The seam protocol¶
The consistency seam is not private to the Postgres extension. Everything a reader needs to produce a correct two-tier view lives in plain catalog tables, maintained by the worker. The extension is the reference consumer: it reads the same rows any other engine would. This page specifies the contract so other consumers (Trino, Spark, DuckDB standalone, your own tooling) can implement the same read with the same guarantees.

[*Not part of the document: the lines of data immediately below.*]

//! Scripted location source.
//!
//! Replays a fixed list of readings, each delivered a fixed delay after the previous one. The
//! replay cursor is shared by every subscription, so a paused-then-resumed run continues the
//! script instead of starting over.

use super::{epoch_ms, LocationError, LocationProvider, SampleSink, SubscriptionHandle};
use crate::model::{PositionSample, SamplingOptions};
use anyhow::{Context, Result};
use rand::{rngs::StdRng, Rng, SeedableRng};
use serde::Deserialize;
use std::collections::HashMap;
use std::path::Path;
use std::sync::atomic::{AtomicUsize, Ordering};
use std::sync::{Arc, Mutex, PoisonError};
use std::time::Duration;
use time::OffsetDateTime;
use tokio::task::JoinHandle;
use tokio::time::Instant;
use tracing::debug;

/// Meters per degree of latitude on a 6371 km sphere.
const METERS_PER_DEG_LAT: f64 = 111_194.93;

#[derive(Debug, Clone, PartialEq)]
pub enum Reading {
    Sample(PositionSample),
    Fail(LocationError),
}

#[derive(Debug, Clone, PartialEq)]
pub struct ScriptedReading {
    /// Delay after the previous delivery (or after subscribing, for the first one).
    pub after: Duration,
    pub reading: Reading,
}

impl ScriptedReading {
    pub fn sample(after: Duration, sample: PositionSample) -> Self {
        Self {
            after,
            reading: Reading::Sample(sample),
        }
    }

    pub fn fail(after: Duration, err: LocationError) -> Self {
        Self {
            after,
            reading: Reading::Fail(err),
        }
    }
}

pub struct SyntheticProvider {
    script: Arc<Vec<ScriptedReading>>,
    cursor: Arc<AtomicUsize>,
    tasks: Mutex<HashMap<SubscriptionHandle, JoinHandle<()>>>,
}

impl SyntheticProvider {
    pub fn new(script: Vec<ScriptedReading>) -> Self {
        Self {
            script: Arc::new(script),
            cursor: Arc::new(AtomicUsize::new(0)),
            tasks: Mutex::new(HashMap::new()),
        }
    }

    #[cfg(test)]
    pub fn delivered(&self) -> usize {
        self.cursor.load(Ordering::SeqCst)
    }

    pub fn script_len(&self) -> usize {
        self.script.len()
    }
}

impl LocationProvider for SyntheticProvider {
    fn subscribe(
        &self,
        _options: &SamplingOptions,
        sink: SampleSink,
    ) -> Result<SubscriptionHandle, LocationError> {
        let rt = tokio::runtime::Handle::try_current().map_err(|_| {
            LocationError::position_unavailable("synthetic replay needs a Tokio runtime")
        })?;
        let handle = SubscriptionHandle::next();
        let script = self.script.clone();
        let cursor = self.cursor.clone();
        // Deadlines are anchored at subscribe time, not at the task's first poll.
        let mut next = Instant::now();

        let task = rt.spawn(async move {
            loop {
                let idx = cursor.load(Ordering::SeqCst);
                let Some(item) = script.get(idx) else {
                    debug!(delivered = idx, "synthetic script exhausted");
                    break;
                };
                next += item.after;
                tokio::time::sleep_until(next).await;
                if cursor
                    .compare_exchange(idx, idx + 1, Ordering::SeqCst, Ordering::SeqCst)
                    .is_err()
                {
                    continue;
                }
                match &item.reading {
                    Reading::Sample(s) => sink.deliver(Ok(s.clone())),
                    Reading::Fail(e) => {
                        sink.deliver(Err(e.clone()));
                        break;
                    }
                }
            }
        });

        let mut tasks = self.tasks.lock().unwrap_or_else(PoisonError::into_inner);
        tasks.retain(|_, t| !t.is_finished());
        tasks.insert(handle, task);
        Ok(handle)
    }

    fn unsubscribe(&self, handle: SubscriptionHandle) {
        let task = self
            .tasks
            .lock()
            .unwrap_or_else(PoisonError::into_inner)
            .remove(&handle);
        if let Some(task) = task {
            task.abort();
        }
    }
}

impl Drop for SyntheticProvider {
    fn drop(&mut self) {
        let tasks = self.tasks.get_mut().unwrap_or_else(PoisonError::into_inner);
        for (_, task) in tasks.drain() {
            task.abort();
        }
    }
}

/// Parameters for a generated route: a wandering loop at roughly constant speed.
#[derive(Debug, Clone)]
pub struct SimulatedRoute {
    pub origin: (f64, f64),
    pub start_altitude: f64,
    pub speed_mps: f64,
    pub interval: Duration,
    pub points: usize,
    /// Average climb in percent of the horizontal distance.
    pub grade_percent: f64,
    pub seed: u64,
}

impl Default for SimulatedRoute {
    fn default() -> Self {
        Self {
            // Ibirapuera Park, São Paulo
            origin: (-23.5874, -46.6576),
            start_altitude: 760.0,
            speed_mps: 3.0,
            interval: Duration::from_secs(1),
            points: 3600,
            grade_percent: 1.0,
            seed: 0,
        }
    }
}

impl SimulatedRoute {
    pub fn samples(&self) -> Vec<PositionSample> {
        let mut rng = StdRng::seed_from_u64(self.seed);
        let (mut lat, mut lon) = self.origin;
        let mut alt = self.start_altitude;
        let mut heading: f64 = rng.gen_range(0.0..std::f64::consts::TAU);
        let step_secs = self.interval.as_secs_f64();
        let step_ms = self.interval.as_millis() as i64;
        let base_ts = epoch_ms(OffsetDateTime::now_utc());

        let mut out = Vec::with_capacity(self.points);
        for i in 0..self.points {
            let mut speed = 0.0;
            if i > 0 {
                speed = (self.speed_mps * (1.0 + rng.gen_range(-0.1..0.1))).max(0.0);
                heading += rng.gen_range(-0.25..0.25);
                let d = speed * step_secs;
                lat += d * heading.cos() / METERS_PER_DEG_LAT;
                lon += d * heading.sin() / (METERS_PER_DEG_LAT * lat.to_radians().cos());
                alt += d * self.grade_percent / 100.0 + rng.gen_range(-0.5..0.5);
            }
            out.push(
                PositionSample::new(lat, lon, base_ts + step_ms * i as i64)
                    .with_altitude(alt)
                    .with_speed(speed),
            );
        }
        out
    }

    pub fn script(&self) -> Vec<ScriptedReading> {
        self.samples()
            .into_iter()
            .enumerate()
            .map(|(i, s)| {
                let after = if i == 0 { Duration::ZERO } else { self.interval };
                ScriptedReading::sample(after, s)
            })
            .collect()
    }
}

/// One entry of a track file: a recorded sample, or a scripted delivery error.
#[derive(Debug, Clone, Deserialize)]
#[serde(untagged)]
enum TrackEntry {
    Fail { after_ms: u64, error: LocationError },
    Sample(PositionSample),
}

/// Samples are spaced by the delta to the previous sample's timestamp. Failures fire `after_ms`
/// after the previous delivery.
fn track_script(entries: Vec<TrackEntry>) -> Vec<ScriptedReading> {
    let mut prev_ts: Option<i64> = None;
    entries
        .into_iter()
        .map(|entry| match entry {
            TrackEntry::Sample(s) => {
                let after = prev_ts
                    .map(|p| Duration::from_millis(s.timestamp.saturating_sub(p).max(0) as u64))
                    .unwrap_or(Duration::ZERO);
                prev_ts = Some(s.timestamp);
                ScriptedReading::sample(after, s)
            }
            TrackEntry::Fail { after_ms, error } => {
                ScriptedReading::fail(Duration::from_millis(after_ms), error)
            }
        })
        .collect()
}

/// Load a recorded track: a JSON array of position samples, optionally interleaved with
/// `{"after_ms": .., "error": {"code": .., "message": ..}}` failure entries.
pub fn load_track(path: &Path) -> Result<Vec<ScriptedReading>> {
    let raw = std::fs::read_to_string(path)
        .with_context(|| format!("read track file {}", path.display()))?;
    let entries: Vec<TrackEntry> = serde_json::from_str(&raw)
        .with_context(|| format!("parse track file {}", path.display()))?;
    Ok(track_script(entries))
}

The catalog DDL is sql/catalog.sql, and
Catalog schema describes each table operationally. This page
covers the semantics a consumer must honor.
The read algorithm¶
A conforming pinned read of one table:
-
In a single transaction, insert a pin and capture the seam state it pins:
INSERT INTO modak.read_pins (table_id, pinned_lake_snapshot_id, pinned_tier_key_hi, expires_at) SELECT c.table_id, c.lake_snapshot_id, c.tier_key_hi, now() + interval '15 minutes' FROM modak.cutline c WHERE c.table_id = :table_oid RETURNING pin_id, pinned_tier_key_hi AS t, pinned_lake_snapshot_id AS s; SELECT lake_props->>'metadata_location' AS metadata_location, lake_props->>'snapshot_id' AS snapshot_id FROM modak.cutline WHERE table_id = :table_oid;Doing the insert and the read in one transaction is what makes the pin atomic. Read first and pin second, and maintenance can expire S in the gap.
-
Scan the hot branch: the Postgres table with
tier_key >= T. -
Scan the cold branch pinned at S.
lake_propssits on the cut-line row and carries two equivalent handles, published atomically with every advance:metadata_locationfor engines that scan a metadata file directly (DuckDBiceberg_scan), andsnapshot_idfor engines that pin through a catalog (TrinoFOR VERSION AS OF, SparkVERSION AS OF). Never read "current", since the current snapshot can be newer than the T you captured. -
Merge the delta over the cold branch, newest wins: for every
modak.deltarow for this table, anop = 0row replaces the cold row with the same PK (or adds it if absent), and anop = 1row removes it. When several candidates exist for one PK, the largestversionwins. The hot branch is never merged against the delta. -
Union hot and merged-cold. The result is a consistent point-in-time view with no duplicates and no gaps.
-
Release the pin (
DELETE FROM modak.read_pins WHERE pin_id = :pin), or let transaction rollback remove it.expires_atbounds the damage of a consumer that dies without releasing.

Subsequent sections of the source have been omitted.